### Your instructions
Wherever a line holds the word "push", copy that line from the data.

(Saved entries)
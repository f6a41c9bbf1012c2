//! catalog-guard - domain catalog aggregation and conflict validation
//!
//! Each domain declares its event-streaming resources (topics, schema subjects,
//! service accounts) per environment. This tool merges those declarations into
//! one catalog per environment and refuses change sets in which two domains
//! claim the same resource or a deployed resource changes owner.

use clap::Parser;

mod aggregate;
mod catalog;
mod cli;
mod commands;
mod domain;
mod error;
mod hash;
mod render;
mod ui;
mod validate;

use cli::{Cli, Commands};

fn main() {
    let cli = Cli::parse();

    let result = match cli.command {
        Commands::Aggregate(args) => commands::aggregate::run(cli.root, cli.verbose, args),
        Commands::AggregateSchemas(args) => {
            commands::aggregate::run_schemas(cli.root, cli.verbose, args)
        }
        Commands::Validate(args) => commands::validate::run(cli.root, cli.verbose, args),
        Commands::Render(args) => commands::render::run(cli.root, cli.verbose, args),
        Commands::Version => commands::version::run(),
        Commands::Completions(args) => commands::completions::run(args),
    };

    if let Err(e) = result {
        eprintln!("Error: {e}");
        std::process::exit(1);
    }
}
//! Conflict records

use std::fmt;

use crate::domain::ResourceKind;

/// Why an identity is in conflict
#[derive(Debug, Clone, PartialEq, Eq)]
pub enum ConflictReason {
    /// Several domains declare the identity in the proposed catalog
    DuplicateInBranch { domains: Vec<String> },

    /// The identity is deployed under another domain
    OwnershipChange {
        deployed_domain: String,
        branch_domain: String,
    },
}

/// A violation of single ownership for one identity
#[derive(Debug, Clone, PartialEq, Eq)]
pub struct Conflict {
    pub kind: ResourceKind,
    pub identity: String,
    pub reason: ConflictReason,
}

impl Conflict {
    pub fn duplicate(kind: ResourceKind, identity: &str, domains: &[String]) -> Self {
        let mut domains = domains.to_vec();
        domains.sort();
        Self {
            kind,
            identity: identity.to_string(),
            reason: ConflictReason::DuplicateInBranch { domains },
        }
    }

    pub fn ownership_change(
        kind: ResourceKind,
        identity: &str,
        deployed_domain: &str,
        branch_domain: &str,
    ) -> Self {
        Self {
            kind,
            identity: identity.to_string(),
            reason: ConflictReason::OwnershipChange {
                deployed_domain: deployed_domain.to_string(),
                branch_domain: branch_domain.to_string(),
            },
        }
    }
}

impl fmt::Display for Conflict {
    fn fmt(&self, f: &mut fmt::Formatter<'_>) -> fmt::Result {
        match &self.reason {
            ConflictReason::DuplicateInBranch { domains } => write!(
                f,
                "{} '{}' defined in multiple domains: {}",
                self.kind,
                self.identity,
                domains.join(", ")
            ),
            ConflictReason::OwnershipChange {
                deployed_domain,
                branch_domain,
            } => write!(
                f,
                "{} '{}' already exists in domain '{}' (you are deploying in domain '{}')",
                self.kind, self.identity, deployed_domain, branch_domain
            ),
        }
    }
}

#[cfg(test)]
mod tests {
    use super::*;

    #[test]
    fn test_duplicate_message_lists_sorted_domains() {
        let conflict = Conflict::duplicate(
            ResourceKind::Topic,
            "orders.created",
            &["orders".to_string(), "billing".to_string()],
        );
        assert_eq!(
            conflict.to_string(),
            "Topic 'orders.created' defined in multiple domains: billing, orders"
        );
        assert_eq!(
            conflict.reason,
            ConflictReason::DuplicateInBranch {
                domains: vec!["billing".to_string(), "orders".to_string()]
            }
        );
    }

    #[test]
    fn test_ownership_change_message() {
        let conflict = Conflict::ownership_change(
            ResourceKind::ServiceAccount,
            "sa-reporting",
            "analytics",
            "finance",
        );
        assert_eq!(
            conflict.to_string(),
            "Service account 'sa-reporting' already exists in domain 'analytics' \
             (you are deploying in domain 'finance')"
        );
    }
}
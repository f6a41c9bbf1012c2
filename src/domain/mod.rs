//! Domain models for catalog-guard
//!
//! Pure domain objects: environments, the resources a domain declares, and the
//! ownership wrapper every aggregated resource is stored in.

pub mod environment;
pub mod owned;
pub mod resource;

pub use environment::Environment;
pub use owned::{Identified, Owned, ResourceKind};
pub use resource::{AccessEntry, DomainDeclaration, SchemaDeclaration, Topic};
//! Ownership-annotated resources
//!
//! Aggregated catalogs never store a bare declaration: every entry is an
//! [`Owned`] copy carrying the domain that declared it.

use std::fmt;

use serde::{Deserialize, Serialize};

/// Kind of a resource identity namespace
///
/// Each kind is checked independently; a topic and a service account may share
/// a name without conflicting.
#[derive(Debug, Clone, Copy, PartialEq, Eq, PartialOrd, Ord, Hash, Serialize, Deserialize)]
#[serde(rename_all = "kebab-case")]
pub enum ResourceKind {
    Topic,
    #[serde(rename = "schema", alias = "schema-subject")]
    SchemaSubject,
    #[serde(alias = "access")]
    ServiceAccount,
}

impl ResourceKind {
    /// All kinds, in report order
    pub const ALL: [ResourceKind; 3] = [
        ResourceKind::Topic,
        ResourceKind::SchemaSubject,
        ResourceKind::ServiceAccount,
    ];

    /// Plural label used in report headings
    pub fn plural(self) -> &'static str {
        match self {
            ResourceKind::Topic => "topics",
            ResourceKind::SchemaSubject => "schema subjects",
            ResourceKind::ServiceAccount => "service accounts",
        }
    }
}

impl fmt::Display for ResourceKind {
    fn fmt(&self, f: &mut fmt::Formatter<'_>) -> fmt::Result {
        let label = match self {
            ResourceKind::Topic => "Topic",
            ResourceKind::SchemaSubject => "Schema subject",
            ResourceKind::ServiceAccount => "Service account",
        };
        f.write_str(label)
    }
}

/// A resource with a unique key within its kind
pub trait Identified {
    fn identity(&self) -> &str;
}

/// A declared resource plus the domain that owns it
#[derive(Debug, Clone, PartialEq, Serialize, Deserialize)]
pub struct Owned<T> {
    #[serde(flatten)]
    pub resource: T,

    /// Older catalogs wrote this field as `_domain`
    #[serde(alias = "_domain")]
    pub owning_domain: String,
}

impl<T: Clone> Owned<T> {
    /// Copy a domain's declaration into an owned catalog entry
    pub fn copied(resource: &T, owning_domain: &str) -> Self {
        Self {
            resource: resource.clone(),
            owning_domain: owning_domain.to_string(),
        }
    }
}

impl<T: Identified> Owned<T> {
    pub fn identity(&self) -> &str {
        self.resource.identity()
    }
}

* * *

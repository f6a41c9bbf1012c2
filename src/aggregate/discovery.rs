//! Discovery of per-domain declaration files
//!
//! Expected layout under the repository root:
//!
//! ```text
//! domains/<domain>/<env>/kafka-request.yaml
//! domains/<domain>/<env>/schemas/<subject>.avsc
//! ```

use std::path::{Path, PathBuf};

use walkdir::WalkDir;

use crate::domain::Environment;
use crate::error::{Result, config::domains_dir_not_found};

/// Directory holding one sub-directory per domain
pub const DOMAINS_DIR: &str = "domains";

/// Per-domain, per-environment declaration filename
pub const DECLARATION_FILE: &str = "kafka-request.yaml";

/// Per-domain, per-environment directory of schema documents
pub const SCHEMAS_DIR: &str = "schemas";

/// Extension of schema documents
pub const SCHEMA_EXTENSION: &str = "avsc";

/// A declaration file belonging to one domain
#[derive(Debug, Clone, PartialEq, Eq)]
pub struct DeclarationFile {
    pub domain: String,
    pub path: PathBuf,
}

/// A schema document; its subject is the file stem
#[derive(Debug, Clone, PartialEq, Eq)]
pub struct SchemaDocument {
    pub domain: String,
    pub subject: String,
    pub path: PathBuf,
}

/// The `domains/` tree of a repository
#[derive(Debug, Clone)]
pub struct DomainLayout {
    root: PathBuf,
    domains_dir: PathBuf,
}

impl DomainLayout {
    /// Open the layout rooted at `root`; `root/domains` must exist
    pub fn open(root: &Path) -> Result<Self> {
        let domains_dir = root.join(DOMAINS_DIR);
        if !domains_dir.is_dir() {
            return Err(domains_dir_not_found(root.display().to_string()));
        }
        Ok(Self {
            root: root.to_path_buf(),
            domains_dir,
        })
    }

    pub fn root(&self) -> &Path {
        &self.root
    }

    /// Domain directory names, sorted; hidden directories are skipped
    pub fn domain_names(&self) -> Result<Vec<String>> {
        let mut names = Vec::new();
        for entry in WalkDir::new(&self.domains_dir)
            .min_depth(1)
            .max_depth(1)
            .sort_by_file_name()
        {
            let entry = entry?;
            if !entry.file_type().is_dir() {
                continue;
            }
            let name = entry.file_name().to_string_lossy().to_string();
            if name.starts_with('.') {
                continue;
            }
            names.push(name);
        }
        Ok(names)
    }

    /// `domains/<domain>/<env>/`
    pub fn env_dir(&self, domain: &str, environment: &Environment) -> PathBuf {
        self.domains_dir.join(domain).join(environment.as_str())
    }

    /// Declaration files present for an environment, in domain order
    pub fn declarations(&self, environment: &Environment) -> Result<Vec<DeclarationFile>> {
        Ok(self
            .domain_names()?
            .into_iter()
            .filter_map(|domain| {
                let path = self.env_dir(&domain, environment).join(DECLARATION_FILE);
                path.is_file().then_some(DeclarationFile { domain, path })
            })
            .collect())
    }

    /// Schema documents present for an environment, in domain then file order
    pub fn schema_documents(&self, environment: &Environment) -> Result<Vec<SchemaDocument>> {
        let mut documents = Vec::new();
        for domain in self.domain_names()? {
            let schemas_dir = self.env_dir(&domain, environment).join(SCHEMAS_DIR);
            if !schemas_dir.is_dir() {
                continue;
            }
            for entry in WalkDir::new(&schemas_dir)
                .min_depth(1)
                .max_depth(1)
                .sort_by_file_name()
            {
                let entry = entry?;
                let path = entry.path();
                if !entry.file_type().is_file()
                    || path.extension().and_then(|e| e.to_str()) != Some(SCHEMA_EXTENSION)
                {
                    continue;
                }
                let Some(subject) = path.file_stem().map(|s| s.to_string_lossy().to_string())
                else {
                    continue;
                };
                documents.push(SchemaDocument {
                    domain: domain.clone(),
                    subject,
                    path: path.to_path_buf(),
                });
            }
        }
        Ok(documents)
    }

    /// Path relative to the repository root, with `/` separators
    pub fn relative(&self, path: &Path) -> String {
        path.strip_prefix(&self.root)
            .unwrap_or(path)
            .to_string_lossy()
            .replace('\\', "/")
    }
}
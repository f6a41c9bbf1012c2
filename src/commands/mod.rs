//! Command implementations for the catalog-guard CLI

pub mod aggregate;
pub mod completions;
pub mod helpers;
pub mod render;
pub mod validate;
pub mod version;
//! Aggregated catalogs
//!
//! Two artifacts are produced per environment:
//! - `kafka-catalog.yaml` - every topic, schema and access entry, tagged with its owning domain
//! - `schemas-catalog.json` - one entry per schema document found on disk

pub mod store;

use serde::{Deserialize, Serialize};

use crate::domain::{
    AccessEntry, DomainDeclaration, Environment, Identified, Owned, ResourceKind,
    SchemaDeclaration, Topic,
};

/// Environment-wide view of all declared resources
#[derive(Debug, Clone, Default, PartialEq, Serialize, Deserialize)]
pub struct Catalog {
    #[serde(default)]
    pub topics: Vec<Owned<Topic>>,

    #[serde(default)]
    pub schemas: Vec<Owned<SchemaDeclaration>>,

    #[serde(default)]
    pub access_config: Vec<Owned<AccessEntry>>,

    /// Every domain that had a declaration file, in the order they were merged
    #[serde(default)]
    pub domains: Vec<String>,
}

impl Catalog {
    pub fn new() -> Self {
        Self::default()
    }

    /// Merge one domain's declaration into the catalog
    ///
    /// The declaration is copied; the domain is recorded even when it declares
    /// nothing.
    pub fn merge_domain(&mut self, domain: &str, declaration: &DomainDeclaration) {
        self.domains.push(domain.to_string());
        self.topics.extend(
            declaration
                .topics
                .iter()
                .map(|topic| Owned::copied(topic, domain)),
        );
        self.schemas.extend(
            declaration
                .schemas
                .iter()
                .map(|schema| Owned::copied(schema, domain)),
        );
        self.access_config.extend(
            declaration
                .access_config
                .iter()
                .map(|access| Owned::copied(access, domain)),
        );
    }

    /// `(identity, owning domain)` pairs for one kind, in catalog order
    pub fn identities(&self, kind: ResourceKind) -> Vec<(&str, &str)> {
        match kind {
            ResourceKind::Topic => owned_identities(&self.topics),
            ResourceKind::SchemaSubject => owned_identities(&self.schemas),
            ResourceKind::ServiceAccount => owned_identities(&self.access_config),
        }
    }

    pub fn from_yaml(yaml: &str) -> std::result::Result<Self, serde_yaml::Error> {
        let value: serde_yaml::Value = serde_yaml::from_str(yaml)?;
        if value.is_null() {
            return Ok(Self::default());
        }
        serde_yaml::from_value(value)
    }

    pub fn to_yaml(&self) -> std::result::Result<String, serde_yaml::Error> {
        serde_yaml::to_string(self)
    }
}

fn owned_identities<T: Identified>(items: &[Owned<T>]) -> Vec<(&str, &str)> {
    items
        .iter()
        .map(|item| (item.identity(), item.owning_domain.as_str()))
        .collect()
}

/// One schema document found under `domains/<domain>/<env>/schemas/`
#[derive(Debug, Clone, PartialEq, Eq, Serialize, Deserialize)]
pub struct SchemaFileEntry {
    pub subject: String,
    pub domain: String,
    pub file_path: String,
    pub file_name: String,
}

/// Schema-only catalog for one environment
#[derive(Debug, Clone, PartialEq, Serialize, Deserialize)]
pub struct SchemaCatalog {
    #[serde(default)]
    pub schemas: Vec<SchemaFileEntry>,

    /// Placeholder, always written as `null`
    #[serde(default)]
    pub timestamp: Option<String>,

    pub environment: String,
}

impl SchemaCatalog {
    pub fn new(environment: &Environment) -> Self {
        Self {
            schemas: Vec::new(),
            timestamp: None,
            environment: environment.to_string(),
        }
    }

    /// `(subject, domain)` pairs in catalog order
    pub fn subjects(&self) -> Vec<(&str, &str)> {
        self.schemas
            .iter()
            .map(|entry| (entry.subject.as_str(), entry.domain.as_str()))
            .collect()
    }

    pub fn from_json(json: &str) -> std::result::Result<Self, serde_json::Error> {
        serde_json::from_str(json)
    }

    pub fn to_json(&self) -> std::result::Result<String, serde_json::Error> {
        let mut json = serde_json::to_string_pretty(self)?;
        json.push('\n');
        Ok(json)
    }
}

### Answer box
            names.push(name);
                documents.push(SchemaDocument {
        self.domains.push(domain.to_string());
        json.push('\n');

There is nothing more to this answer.